/---
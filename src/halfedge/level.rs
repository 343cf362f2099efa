//! Node degree-of-freedom classification and refinement levels,
//! the bookkeeping adaptive refinement reads and writes.

use super::{AttributeData, HalfEdgeMesh};

/// Name of the node attribute holding [`NodeDof`] codes.
pub const DOF: &str = "dof";
/// Name of the node, cell and half-edge attributes holding refinement levels.
pub const LEVEL: &str = "level";

/// How a node may move when the mesh is smoothed or refined.
#[derive(Clone, Copy, Debug, PartialEq, Eq, Hash)]
pub enum NodeDof {
    /// The node must stay where it is.
    Fixed = 0,
    /// The node may only move along the mesh boundary.
    Boundary = 1,
    /// The node may move freely.
    Interior = 2,
}

impl NodeDof {
    /// The integer code stored in the `"dof"` node attribute.
    #[inline]
    pub fn code(self) -> i64 {
        self as i64
    }

    /// Interpret a code from the `"dof"` node attribute.
    pub fn from_code(code: i64) -> Option<Self> {
        match code {
            0 => Some(NodeDof::Fixed),
            1 => Some(NodeDof::Boundary),
            2 => Some(NodeDof::Interior),
            _ => None,
        }
    }
}

impl HalfEdgeMesh {
    /// (Re)create the `"dof"` and `"level"` attributes
    /// to match the current topology.
    ///
    /// Nodes are classified as in [`node_dofs`][Self::node_dofs].
    /// All levels start at 0.
    pub(super) fn init_level_info(&mut self, fixed: &[usize]) {
        let dof = self.node_dofs(fixed);
        self.node_data.insert_unchecked(DOF, dof);
        self.node_data
            .insert_unchecked(LEVEL, vec![0_i64; self.node_count()]);
        self.cell_data
            .insert_unchecked(LEVEL, vec![0_i64; self.cell_count()]);
        self.halfedge_data
            .insert_unchecked(LEVEL, vec![0_i64; self.store.halfedge_count()]);
    }

    /// [`NodeDof`] codes for every node.
    ///
    /// Nodes on the boundary are classified as [`NodeDof::Boundary`]
    /// and the rest as [`NodeDof::Interior`],
    /// except that nodes in `fixed` get [`NodeDof::Fixed`].
    fn node_dofs(&self, fixed: &[usize]) -> Vec<i64> {
        let boundary = self.store.boundary_nodes();
        let node_count = self.node_count();
        let mut dof: Vec<i64> = (0..node_count)
            .map(|node| {
                if boundary.contains(node) {
                    NodeDof::Boundary.code()
                } else {
                    NodeDof::Interior.code()
                }
            })
            .collect();
        for &node in fixed.iter().filter(|&&n| n < node_count) {
            dof[node] = NodeDof::Fixed.code();
        }
        dof
    }

    /// Indices of the nodes currently marked [`NodeDof::Fixed`].
    pub(super) fn fixed_nodes(&self) -> Vec<usize> {
        self.node_data
            .get(DOF)
            .and_then(AttributeData::as_integer)
            .map(|codes| {
                codes
                    .iter()
                    .enumerate()
                    .filter(|(_, code)| **code == NodeDof::Fixed.code())
                    .map(|(node, _)| node)
                    .collect()
            })
            .unwrap_or_default()
    }

    /// The degree-of-freedom classification of a node.
    ///
    /// Returns None if the `"dof"` attribute was removed or replaced
    /// with something that isn't a valid classification.
    pub fn node_dof(&self, node: usize) -> Option<NodeDof> {
        let codes = self.node_data.get(DOF)?.as_integer()?;
        NodeDof::from_code(*codes.get(node)?)
    }

    /// Mark nodes as [`NodeDof::Fixed`].
    ///
    /// Fixed nodes stay fixed through [`reinit`][Self::reinit]
    /// as long as their index still exists.
    /// If the `"dof"` attribute was removed or replaced with a non-integer array,
    /// it is recreated with the default classification first.
    /// Levels are left as they are.
    pub fn fix_nodes(&mut self, nodes: impl IntoIterator<Item = usize>) {
        let node_count = self.node_count();
        let mut fixed = self.fixed_nodes();
        fixed.extend(nodes.into_iter().filter(|&n| n < node_count));
        match self.node_data.integer_mut(DOF) {
            Some(codes) => {
                for node in fixed {
                    codes[node] = NodeDof::Fixed.code();
                }
            }
            None => {
                let dof = self.node_dofs(&fixed);
                self.node_data.insert_unchecked(DOF, dof);
            }
        }
    }

    /// The refinement level of a cell.
    pub fn cell_level(&self, cell: usize) -> Option<i64> {
        self.cell_data.get(LEVEL)?.as_integer()?.get(cell).copied()
    }

    /// The refinement level of a node.
    pub fn node_level(&self, node: usize) -> Option<i64> {
        self.node_data.get(LEVEL)?.as_integer()?.get(node).copied()
    }
}
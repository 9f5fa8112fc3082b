mod api;

pub use api::*;

use axum::http::StatusCode;
use axum::response::{IntoResponse, Response};
use axum::Json;
use serde_json::json;

use crate::error::{ErrorKind, WorkflowError};

impl ErrorKind {
    fn status(&self) -> StatusCode {
        match self {
            ErrorKind::Validation => StatusCode::UNPROCESSABLE_ENTITY,
            ErrorKind::StateTransition => StatusCode::CONFLICT,
            ErrorKind::Resource => StatusCode::PAYLOAD_TOO_LARGE,
            ErrorKind::NotFound => StatusCode::NOT_FOUND,
            ErrorKind::Persistence => StatusCode::INTERNAL_SERVER_ERROR,
            ErrorKind::Dispatch => StatusCode::BAD_GATEWAY,
        }
    }
}

impl IntoResponse for WorkflowError {
    fn into_response(self) -> Response {
        let kind = self.kind();
        if kind == ErrorKind::Persistence {
            tracing::error!(error = %self, "request failed");
        }
        let body = Json(json!({
            "error": self.to_string(),
            "kind": format!("{kind:?}"),
        }));
        (kind.status(), body).into_response()
    }
}
use std::time::Duration;

use chrono::Utc;
use tokio::task::JoinHandle;
use tokio::time::MissedTickBehavior;
use tracing::{error, info};

use super::{ScanEngine, ScanKind};

/// Starts one periodic task per scan. Each task ticks immediately, then
/// every `every`; ticks missed while a run overran are dropped.
pub fn spawn_scans(engine: ScanEngine, every: Duration) -> Vec<JoinHandle<()>> {
    info!(interval_secs = every.as_secs(), "starting reminder scans");
    ScanKind::ALL
        .into_iter()
        .map(|kind| {
            let engine = engine.clone();
            tokio::spawn(async move {
                let mut ticker = tokio::time::interval(every);
                ticker.set_missed_tick_behavior(MissedTickBehavior::Skip);
                loop {
                    ticker.tick().await;
                    if let Err(e) = engine.run(kind, Utc::now()).await {
                        error!(scan = %kind, error = %e, "scan run failed");
                    }
                }
            })
        })
        .collect()
}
\---
▶ Task statement
Find and show each line of the listing with the word "ErrorKind".

▶ Reply to the exercise
use crate::error::{ErrorKind, WorkflowError};
impl ErrorKind {
            ErrorKind::Validation => StatusCode::UNPROCESSABLE_ENTITY,
            ErrorKind::StateTransition => StatusCode::CONFLICT,
            ErrorKind::Resource => StatusCode::PAYLOAD_TOO_LARGE,
            ErrorKind::NotFound => StatusCode::NOT_FOUND,
            ErrorKind::Persistence => StatusCode::INTERNAL_SERVER_ERROR,
            ErrorKind::Dispatch => StatusCode::BAD_GATEWAY,
        if kind == ErrorKind::Persistence {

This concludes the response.